TASK MATERIAL →
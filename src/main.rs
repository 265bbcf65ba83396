use std::env;

use catalog_query::db::open_catalog;
use catalog_query::domain::brand::{NewBrand, ProductBrand};
use catalog_query::domain::filter::{FilterSpec, SortKey};
use catalog_query::domain::product::{NewProduct, Product};
use catalog_query::domain::product_type::{NewProductType, ProductType};
use catalog_query::domain::types::{BrandId, NonEmptyString, ProductId, TypeId};
use catalog_query::models::config::CatalogConfig;
use catalog_query::pagination::Page;
use catalog_query::repository::{BrandWriter, DieselRepository, TypeWriter};
use catalog_query::services::{ServiceError, ServiceResult, brands, products, types};
use clap::{Parser, Subcommand};
use config::Config;
use dotenvy::dotenv;
use serde::Serialize;

#[derive(Parser)]
#[command(version, about = "Query and maintain the product catalog", long_about = None)]
#[command(name = "catalog")]
struct Cli {
    #[command(subcommand)]
    command: Command,
}

#[derive(Subcommand)]
enum Command {
    /// List one page of products matching the given filters.
    List {
        /// Case-sensitive substring of the product name.
        #[arg(long)]
        search: Option<String>,
        #[arg(long)]
        brand: Option<i32>,
        #[arg(long = "type")]
        type_id: Option<i32>,
        /// One of nameAsc, priceAsc, priceDesc.
        #[arg(long)]
        sort: Option<String>,
        #[arg(long, default_value_t = 1)]
        page: usize,
        #[arg(long)]
        size: Option<usize>,
    },
    /// Show a single product.
    Get { id: i32 },
    /// Products with exactly this name.
    ByName { name: String },
    /// Products of the brand with exactly this name.
    ByBrand { name: String },
    /// Create a product from a JSON document.
    Create { json: String },
    /// Replace a product from a JSON document carrying its id.
    Update { json: String },
    Delete { id: i32 },
    Brands,
    Types,
    AddBrand { name: String },
    AddType { name: String },
}

#[derive(Serialize)]
#[serde(untagged)]
enum Output {
    Page(Page<Product>),
    Product(Product),
    Products(Vec<Product>),
    Brand(ProductBrand),
    Brands(Vec<ProductBrand>),
    Type(ProductType),
    Types(Vec<ProductType>),
    Acknowledged { matched: bool },
}

fn parse_json<T: serde::de::DeserializeOwned>(json: &str) -> ServiceResult<T> {
    serde_json::from_str(json).map_err(|e| ServiceError::InvalidArgument(e.to_string()))
}

fn execute(
    command: Command,
    repo: &DieselRepository,
    config: &CatalogConfig,
) -> ServiceResult<Output> {
    let output = match command {
        Command::List {
            search,
            brand,
            type_id,
            sort,
            page,
            size,
        } => {
            let page_size = size.unwrap_or(config.default_page_size);
            let mut spec = FilterSpec::new(page_size).page(page, page_size);
            if let Some(text) = search
                .map(|s| s.trim().to_string())
                .filter(|s| !s.is_empty())
            {
                spec = spec.search(text);
            }
            if let Some(id) = brand {
                spec = spec.brand(BrandId::new(id)?);
            }
            if let Some(id) = type_id {
                spec = spec.product_type(TypeId::new(id)?);
            }
            if let Some(key) = sort {
                spec = spec.sort_by(SortKey::from(key));
            }
            Output::Page(products::list_products(repo, &spec)?)
        }
        Command::Get { id } => Output::Product(products::get_product(repo, ProductId::new(id)?)?),
        Command::ByName { name } => {
            Output::Products(products::find_products_by_name(repo, &name)?)
        }
        Command::ByBrand { name } => {
            Output::Products(products::find_products_by_brand_name(repo, &name)?)
        }
        Command::Create { json } => {
            let raw: NewProduct = parse_json(&json)?;
            let new_product = NewProduct::new(
                raw.name,
                raw.summary,
                raw.description,
                raw.image_file,
                raw.price,
                raw.brand_id,
                raw.type_id,
            );
            Output::Product(products::create_product(repo, &new_product)?)
        }
        Command::Update { json } => {
            let product: Product = parse_json(&json)?;
            Output::Acknowledged {
                matched: products::update_product(repo, &product)?,
            }
        }
        Command::Delete { id } => Output::Acknowledged {
            matched: products::delete_product(repo, ProductId::new(id)?)?,
        },
        Command::Brands => Output::Brands(brands::list_brands(repo)?),
        Command::Types => Output::Types(types::list_types(repo)?),
        Command::AddBrand { name } => {
            let brand = repo.create_brand(&NewBrand::new(NonEmptyString::new(name)?))?;
            Output::Brand(brand)
        }
        Command::AddType { name } => {
            let new_type = NewProductType::new(NonEmptyString::new(name)?);
            Output::Type(repo.create_type(&new_type)?)
        }
    };

    Ok(output)
}

fn main() {
    dotenv().ok(); // Load .env file
    env_logger::init_from_env(env_logger::Env::default().default_filter_or("info"));

    let cli = Cli::parse();

    // Select config profile (defaults to `local`).
    let app_env = env::var("APP_ENV").unwrap_or_else(|_| "local".into());

    let settings = Config::builder()
        // Add `./config/default.yaml`
        .add_source(config::File::with_name("config/default"))
        // Add environment-specific overrides
        .add_source(config::File::with_name(&format!("config/{app_env}")).required(false))
        // Add settings from the environment (with a prefix of APP)
        .add_source(config::Environment::with_prefix("APP"))
        .build();

    let settings = match settings {
        Ok(settings) => settings,
        Err(err) => {
            log::error!("Error loading settings: {err}");
            std::process::exit(1);
        }
    };

    let catalog_config = match settings.try_deserialize::<CatalogConfig>() {
        Ok(catalog_config) => catalog_config,
        Err(err) => {
            log::error!("Error loading catalog config: {err}");
            std::process::exit(1);
        }
    };

    let pool = match open_catalog(&catalog_config.database_url) {
        Ok(pool) => pool,
        Err(e) => {
            log::error!("Failed to open catalog database: {e}");
            std::process::exit(1);
        }
    };

    let repo = DieselRepository::new(pool);

    let output = match execute(cli.command, &repo, &catalog_config) {
        Ok(output) => output,
        Err(err) => {
            log::error!("{err}");
            std::process::exit(1);
        }
    };

    match serde_json::to_string_pretty(&output) {
        Ok(json) => println!("{json}"),
        Err(err) => {
            log::error!("Failed to render output: {err}");
            std::process::exit(1);
        }
    }
}
//! Connection pool and schema setup for the SQLite catalog store.
//!
//! [`open_catalog`] is the single entry point used by the binary and the
//! integration tests: it builds the pool and brings the schema up to date.

use std::time::Duration;

use diesel::connection::SimpleConnection;
use diesel::r2d2::{ConnectionManager, CustomizeConnection, Pool, PooledConnection};
use diesel::sqlite::SqliteConnection;
use diesel_migrations::{EmbeddedMigrations, MigrationHarness, embed_migrations};
use log::{error, info};

use crate::repository::errors::{RepositoryError, RepositoryResult};

pub type DbPool = Pool<ConnectionManager<SqliteConnection>>;
pub type DbConnection = PooledConnection<ConnectionManager<SqliteConnection>>;

pub const MIGRATIONS: EmbeddedMigrations = embed_migrations!("migrations");

/// Pragmas applied to every connection the pool hands out.
#[derive(Debug, Clone)]
pub struct ConnectionOptions {
    /// Enable write-ahead logging.
    pub enable_wal: bool,
    /// Product rows must reference existing brands and types.
    pub enable_foreign_keys: bool,
    /// How long a statement waits on a locked database before failing.
    pub busy_timeout: Option<Duration>,
}

impl Default for ConnectionOptions {
    fn default() -> Self {
        Self {
            enable_wal: true,
            enable_foreign_keys: true,
            busy_timeout: Some(Duration::from_secs(30)),
        }
    }
}

impl ConnectionOptions {
    fn pragmas(&self) -> String {
        let mut sql = String::new();
        if let Some(timeout) = self.busy_timeout {
            sql.push_str(&format!("PRAGMA busy_timeout = {};", timeout.as_millis()));
        }
        if self.enable_wal {
            sql.push_str("PRAGMA journal_mode = WAL; PRAGMA synchronous = NORMAL;");
        }
        if self.enable_foreign_keys {
            sql.push_str("PRAGMA foreign_keys = ON;");
        }
        sql
    }
}

impl CustomizeConnection<SqliteConnection, diesel::r2d2::Error> for ConnectionOptions {
    fn on_acquire(&self, conn: &mut SqliteConnection) -> Result<(), diesel::r2d2::Error> {
        conn.batch_execute(&self.pragmas())
            .map_err(diesel::r2d2::Error::QueryError)
    }
}

/// Builds a pool over `database_url` with the given connection options.
pub fn establish_connection_pool(
    database_url: &str,
    options: ConnectionOptions,
) -> RepositoryResult<DbPool> {
    let manager = ConnectionManager::<SqliteConnection>::new(database_url);
    Pool::builder()
        .connection_customizer(Box::new(options))
        .build(manager)
        .map_err(|e| {
            error!("Failed to open catalog database {database_url}: {e}");
            RepositoryError::from(e)
        })
}

/// Retrieve a connection from the pool.
pub fn get_connection(pool: &DbPool) -> RepositoryResult<DbConnection> {
    pool.get().map_err(|e| {
        error!("Failed to get connection from pool: {e}");
        RepositoryError::from(e)
    })
}

/// Apply every embedded migration that has not run yet.
pub fn run_migrations(pool: &DbPool) -> RepositoryResult<usize> {
    let mut conn = get_connection(pool)?;
    let applied = conn
        .run_pending_migrations(MIGRATIONS)
        .map_err(|e| RepositoryError::DatabaseError(format!("Migration failed: {e}")))?;
    if !applied.is_empty() {
        info!("Applied {} catalog migration(s)", applied.len());
    }
    Ok(applied.len())
}

/// Opens the catalog at `database_url` with default options and migrates it.
pub fn open_catalog(database_url: &str) -> RepositoryResult<DbPool> {
    let pool = establish_connection_pool(database_url, ConnectionOptions::default())?;
    run_migrations(&pool)?;
    Ok(pool)
}

#[cfg(test)]
mod tests {
    use super::*;

    #[test]
    fn busy_timeout_is_set_before_switching_journal_mode() {
        let sql = ConnectionOptions::default().pragmas();
        let timeout = sql.find("busy_timeout = 30000").unwrap();
        let wal = sql.find("journal_mode = WAL").unwrap();
        assert!(timeout < wal);
        assert!(sql.contains("foreign_keys = ON"));
    }

    #[test]
    fn disabled_options_emit_no_pragmas() {
        let options = ConnectionOptions {
            enable_wal: false,
            enable_foreign_keys: false,
            busy_timeout: None,
        };
        assert!(options.pragmas().is_empty());
    }
}
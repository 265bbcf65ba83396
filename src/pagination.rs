//! Page-window arithmetic and the page envelope returned by listings.

use serde::Serialize;
use thiserror::Error;

#[derive(Debug, Error, PartialEq, Eq)]
pub enum PaginationError {
    #[error("page index must be at least 1")]
    ZeroPageIndex,

    #[error("page size must be at least 1")]
    ZeroPageSize,

    #[error("page {page_index} of size {page_size} is out of range")]
    Overflow { page_index: usize, page_size: usize },
}

/// Largest skip any backend can express; SQL offsets are signed 64-bit.
pub const MAX_SKIP: usize = i64::MAX as usize;

/// The skip/limit range selecting one page of a sorted result sequence.
#[derive(Clone, Copy, Debug, PartialEq, Eq)]
pub struct PageWindow {
    page_index: usize,
    page_size: usize,
    skip: usize,
}

impl PageWindow {
    /// Builds the window for a 1-based page index.
    pub fn new(page_index: usize, page_size: usize) -> Result<Self, PaginationError> {
        if page_index == 0 {
            return Err(PaginationError::ZeroPageIndex);
        }
        if page_size == 0 {
            return Err(PaginationError::ZeroPageSize);
        }
        let skip = page_size
            .checked_mul(page_index - 1)
            .filter(|skip| *skip <= MAX_SKIP && page_size <= MAX_SKIP)
            .ok_or(PaginationError::Overflow {
                page_index,
                page_size,
            })?;

        Ok(Self {
            page_index,
            page_size,
            skip,
        })
    }

    pub const fn page_index(&self) -> usize {
        self.page_index
    }

    pub const fn page_size(&self) -> usize {
        self.page_size
    }

    /// Number of leading items to pass over.
    pub const fn skip(&self) -> usize {
        self.skip
    }

    /// Maximum number of items on the page.
    pub const fn limit(&self) -> usize {
        self.page_size
    }
}

/// One page of results plus the size of the whole filtered sequence.
#[derive(Clone, Debug, Serialize)]
#[serde(rename_all = "camelCase")]
pub struct Page<T> {
    pub items: Vec<T>,
    pub page_index: usize,
    pub page_size: usize,
    /// Items matching the filter across all pages.
    pub total_count: usize,
}

impl<T> Page<T> {
    pub fn new(items: Vec<T>, window: PageWindow, total_count: usize) -> Self {
        Self {
            items,
            page_index: window.page_index(),
            page_size: window.page_size(),
            total_count,
        }
    }

    pub fn total_pages(&self) -> usize {
        self.total_count.div_ceil(self.page_size.max(1))
    }
}

#[cfg(test)]
mod tests {
    use super::*;

    #[test]
    fn first_page_skips_nothing() {
        let window = PageWindow::new(1, 25).unwrap();
        assert_eq!(window.skip(), 0);
        assert_eq!(window.limit(), 25);
    }

    #[test]
    fn later_pages_skip_whole_pages() {
        let window = PageWindow::new(4, 10).unwrap();
        assert_eq!(window.skip(), 30);
        assert_eq!(window.limit(), 10);
    }

    #[test]
    fn zero_values_are_rejected() {
        assert_eq!(PageWindow::new(0, 10), Err(PaginationError::ZeroPageIndex));
        assert_eq!(PageWindow::new(1, 0), Err(PaginationError::ZeroPageSize));
    }

    #[test]
    fn overflowing_window_is_rejected() {
        assert_eq!(
            PageWindow::new(usize::MAX, 2),
            Err(PaginationError::Overflow {
                page_index: usize::MAX,
                page_size: 2,
            })
        );
    }

    #[test]
    fn total_pages_rounds_up() {
        let page: Page<u8> = Page::new(vec![], PageWindow::new(1, 10).unwrap(), 21);
        assert_eq!(page.total_pages(), 3);
        let empty: Page<u8> = Page::new(vec![], PageWindow::new(1, 10).unwrap(), 0);
        assert_eq!(empty.total_pages(), 0);
    }

    #[test]
    fn windows_past_the_signed_offset_range_are_rejected() {
        assert!(PageWindow::new(1 << 62, 4).is_err());
        assert!(PageWindow::new(1, usize::MAX).is_err());

        let last = PageWindow::new(MAX_SKIP / 2 + 1, 2).unwrap();
        assert_eq!(last.skip(), MAX_SKIP - 1);
    }
}
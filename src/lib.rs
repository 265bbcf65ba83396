//! Filtered, sorted and paginated product queries over a catalog store.
//!
//! [`services`] holds the query engine, [`repository`] the storage
//! capabilities it runs against, and [`domain`] the request and entity types
//! shared by both.

#[cfg(feature = "data")]
pub mod db;
#[cfg(feature = "data")]
pub mod domain;
#[cfg(feature = "data")]
mod error_conversions;
#[cfg(feature = "data")]
pub mod models;
#[cfg(feature = "data")]
pub mod pagination;
#[cfg(feature = "data")]
pub mod repository;
#[cfg(feature = "data")]
pub mod schema;
#[cfg(feature = "data")]
pub mod services;

/// Page size used when the caller does not provide one.
pub const DEFAULT_PAGE_SIZE: usize = 10;
use serde::{Deserialize, Serialize};

use crate::domain::types::{NonEmptyString, TypeId};

#[derive(Clone, Debug, Serialize, Deserialize, PartialEq, Eq)]
pub struct ProductType {
    pub id: TypeId,
    pub name: String,
}

#[derive(Clone, Debug, Deserialize)]
pub struct NewProductType {
    pub name: NonEmptyString,
}

impl NewProductType {
    #[must_use]
    pub fn new(name: NonEmptyString) -> Self {
        Self { name }
    }
}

WHAT IS EXPECTED →
Copy out all the lines of the records that include "least".

SOLUTION TO THIS PROBLEM →
    #[error("page index must be at least 1")]
    #[error("page size must be at least 1")]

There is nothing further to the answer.